# Severus



## Mirandaaa (Aug 16, 2012)

I decided my new baby needs a place for all his photos! 

He is a 1 1/2 year old Algerian Grey Pinto with a Split Face. He was adopted on 8/18/2012


----------



## Tabi (Jun 24, 2012)

He's such a cute little guy!


----------



## Mirandaaa (Aug 16, 2012)

Chillin <3








Exploring


----------



## moxieberry (Nov 30, 2011)

Such a handsome boy! I love it when people adopt adult hedgies (or dogs/cats/whatever).

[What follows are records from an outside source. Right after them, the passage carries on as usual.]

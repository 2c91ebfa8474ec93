//! JavaScript subset executor
//!
//! Same frame discipline as the JikiScript executor, with JavaScript's
//! scoping: function bodies see (and may update) globals, `let`/`const` are
//! block scoped and arrays index from 0. Coercion, truthiness and loose
//! equality are each gated by a [`LanguageFeatures`] flag.
//!
//! [`LanguageFeatures`]: crate::runtime::LanguageFeatures

mod expressions;
mod statements;

use super::ast::{FunctionDecl, Program, Statement};
use crate::interpreter::InterpretOptions;
use crate::runtime::describe::Step;
use crate::runtime::frame::FrameResult;
use crate::runtime::scope::{Environment, GlobalAccess};
use crate::runtime::{
    ExecutionContext, ExternalFunction, FrozenValue, RunOutput, RuntimeError, RuntimeErrorKind,
    Value,
};
use crate::syntax::SourceLocation;
use rustc_hash::FxHashMap;
use tracing::debug;

/// Deepest chain of learner function calls before the run is stopped.
const MAX_CALL_DEPTH: usize = 64;

/// Names provided by the runtime itself; learner functions may not reuse them.
const BUILTIN_FUNCTIONS: &[&str] = &["console"];

#[derive(Debug, Clone)]
pub(crate) enum ControlFlow {
    Normal,
    Break,
    Continue,
    Return(Value),
}

pub(crate) enum LoopBodyResult {
    Continue,
    Break,
    Exit,
}

pub struct Executor<'a> {
    pub(crate) ctx: ExecutionContext,
    pub(crate) env: Environment,
    functions: FxHashMap<String, &'a FunctionDecl>,
    externals: FxHashMap<String, ExternalFunction>,
    pub(crate) control_flow: ControlFlow,
    pub(crate) loop_depth: usize,
}

impl<'a> Executor<'a> {
    pub fn new(source: &str, options: &InterpretOptions) -> Self {
        let ctx = options.context(source);
        let env = Environment::new(GlobalAccess::Visible, ctx.features().allow_shadowing);
        let externals = options
            .external_functions
            .iter()
            .map(|func| (func.name.clone(), func.clone()))
            .collect();

        Executor {
            ctx,
            env,
            functions: FxHashMap::default(),
            externals,
            control_flow: ControlFlow::Normal,
            loop_depth: 0,
        }
    }

    pub fn execute(&mut self, program: &'a Program) -> bool {
        let outcome = self.hoist_functions(program).and_then(|()| {
            for statement in &program.statements {
                if let Statement::Function(_) = statement {
                    continue;
                }
                self.execute_statement(statement)?;
            }
            Ok(())
        });

        match outcome {
            Ok(()) => true,
            Err(error) => {
                self.fail(&error);
                false
            }
        }
    }

    /// Call a learner function from the host at a synthetic location.
    pub fn call_entry(&mut self, name: &str, args: Vec<Value>) -> Option<Value> {
        match self.call_function(name, args, SourceLocation::default()) {
            Ok(value) => Some(value),
            Err(error) => {
                self.fail(&error);
                None
            }
        }
    }

    pub fn finish(self) -> RunOutput {
        self.ctx.finish()
    }

    fn hoist_functions(&mut self, program: &'a Program) -> Result<(), RuntimeError> {
        for statement in &program.statements {
            let Statement::Function(decl) = statement else {
                continue;
            };

            let taken = BUILTIN_FUNCTIONS.contains(&decl.name.as_str())
                || self.externals.contains_key(&decl.name)
                || self.functions.contains_key(&decl.name);
            if taken {
                return Err(RuntimeErrorKind::FunctionAlreadyDefined {
                    name: decl.name.clone(),
                }
                .at(decl.location));
            }

            if let Some(duplicate) = decl
                .params
                .iter()
                .enumerate()
                .find(|(i, param)| decl.params[..*i].contains(param))
                .map(|(_, param)| param)
            {
                return Err(RuntimeErrorKind::DuplicateParameterName {
                    parameter: duplicate.clone(),
                }
                .at(decl.location));
            }

            self.functions.insert(decl.name.clone(), decl);
        }

        debug!(count = self.functions.len(), "hoisted functions");
        Ok(())
    }

    pub(crate) fn call_function(
        &mut self,
        name: &str,
        args: Vec<Value>,
        location: SourceLocation,
    ) -> Result<Value, RuntimeError> {
        if let Some(decl) = self.functions.get(name).copied() {
            return self.call_user_function(decl, args, location);
        }

        if let Some(func) = self.externals.get(name).cloned() {
            let value = func
                .invoke(&mut self.ctx, &args)
                .map_err(|kind| kind.at(location))?;
            self.ctx
                .guard_execution_time()
                .map_err(|kind| kind.at(location))?;
            return Ok(value);
        }

        Err(RuntimeErrorKind::FunctionNotFound {
            name: name.to_string(),
        }
        .at(location))
    }

    fn call_user_function(
        &mut self,
        decl: &'a FunctionDecl,
        args: Vec<Value>,
        location: SourceLocation,
    ) -> Result<Value, RuntimeError> {
        if args.len() != decl.params.len() {
            return Err(RuntimeErrorKind::InvalidNumberOfArguments {
                function: decl.name.clone(),
                expected: decl.params.len().to_string(),
                got: args.len(),
            }
            .at(location));
        }
        if self.env.call_depth() >= MAX_CALL_DEPTH {
            return Err(RuntimeErrorKind::InfiniteRecursion {
                name: decl.name.clone(),
            }
            .at(location));
        }

        // objects and arrays are passed by reference
        self.env.push_call();
        for (param, arg) in decl.params.iter().zip(args) {
            self.env
                .declare(param, arg)
                .map_err(|kind| kind.at(location))?;
        }

        let outer_loop_depth = std::mem::replace(&mut self.loop_depth, 0);
        for statement in &decl.body {
            self.execute_statement(statement)?;
            if matches!(self.control_flow, ControlFlow::Return(_)) {
                break;
            }
        }
        self.loop_depth = outer_loop_depth;

        let value = match std::mem::replace(&mut self.control_flow, ControlFlow::Normal) {
            ControlFlow::Return(value) => value,
            _ => Value::None,
        };
        self.env.pop_call();
        Ok(value)
    }

    pub(crate) fn record(
        &mut self,
        statement: &Statement,
        value: Option<FrozenValue>,
        step: Step,
    ) -> Result<(), RuntimeError> {
        let location = statement.location();
        let result = FrameResult {
            kind: statement.kind(),
            value,
        };
        let variables = self.env.snapshot();
        self.ctx.add_success_frame(location, result, step, variables);
        self.ctx
            .guard_execution_time()
            .map_err(|kind| kind.at(location))
    }

    fn fail(&mut self, error: &RuntimeError) {
        debug!(error = %error, "JavaScript run stopped");
        let variables = self.env.snapshot();
        self.ctx.add_error_frame(error, variables);
    }
}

They always have a harder time finding homes, but they have so much love to give!


----------



## Kira (Aug 4, 2012)

He's so precious!!!


----------



## AngelaH (Jul 24, 2012)

What an adorable hedgie!


----------



## Kelsey the hedgehog (Jun 15, 2012)

i think you found yourself a keeper! he is so cute!


----------



## Mirandaaa (Aug 16, 2012)

He is a real Grump, but I know he will learn to love me eventually :lol:


----------



## Mirandaaa (Aug 16, 2012)

Today was a lovely 81 Degrees Outside, so Severus and I made an exploration outside 
Enjoy!


----------



## ashjac18 (May 18, 2012)

You adopted him on my Birthday!
And he's kind of like Allen hes has a black spot on his head and Allen has a white spot, They has similar pinto marks :33


----------



## sublunary (Jan 21, 2012)

He is too cute. I love split faces.

Great pictures too, he looks like he has a lot of personality.


----------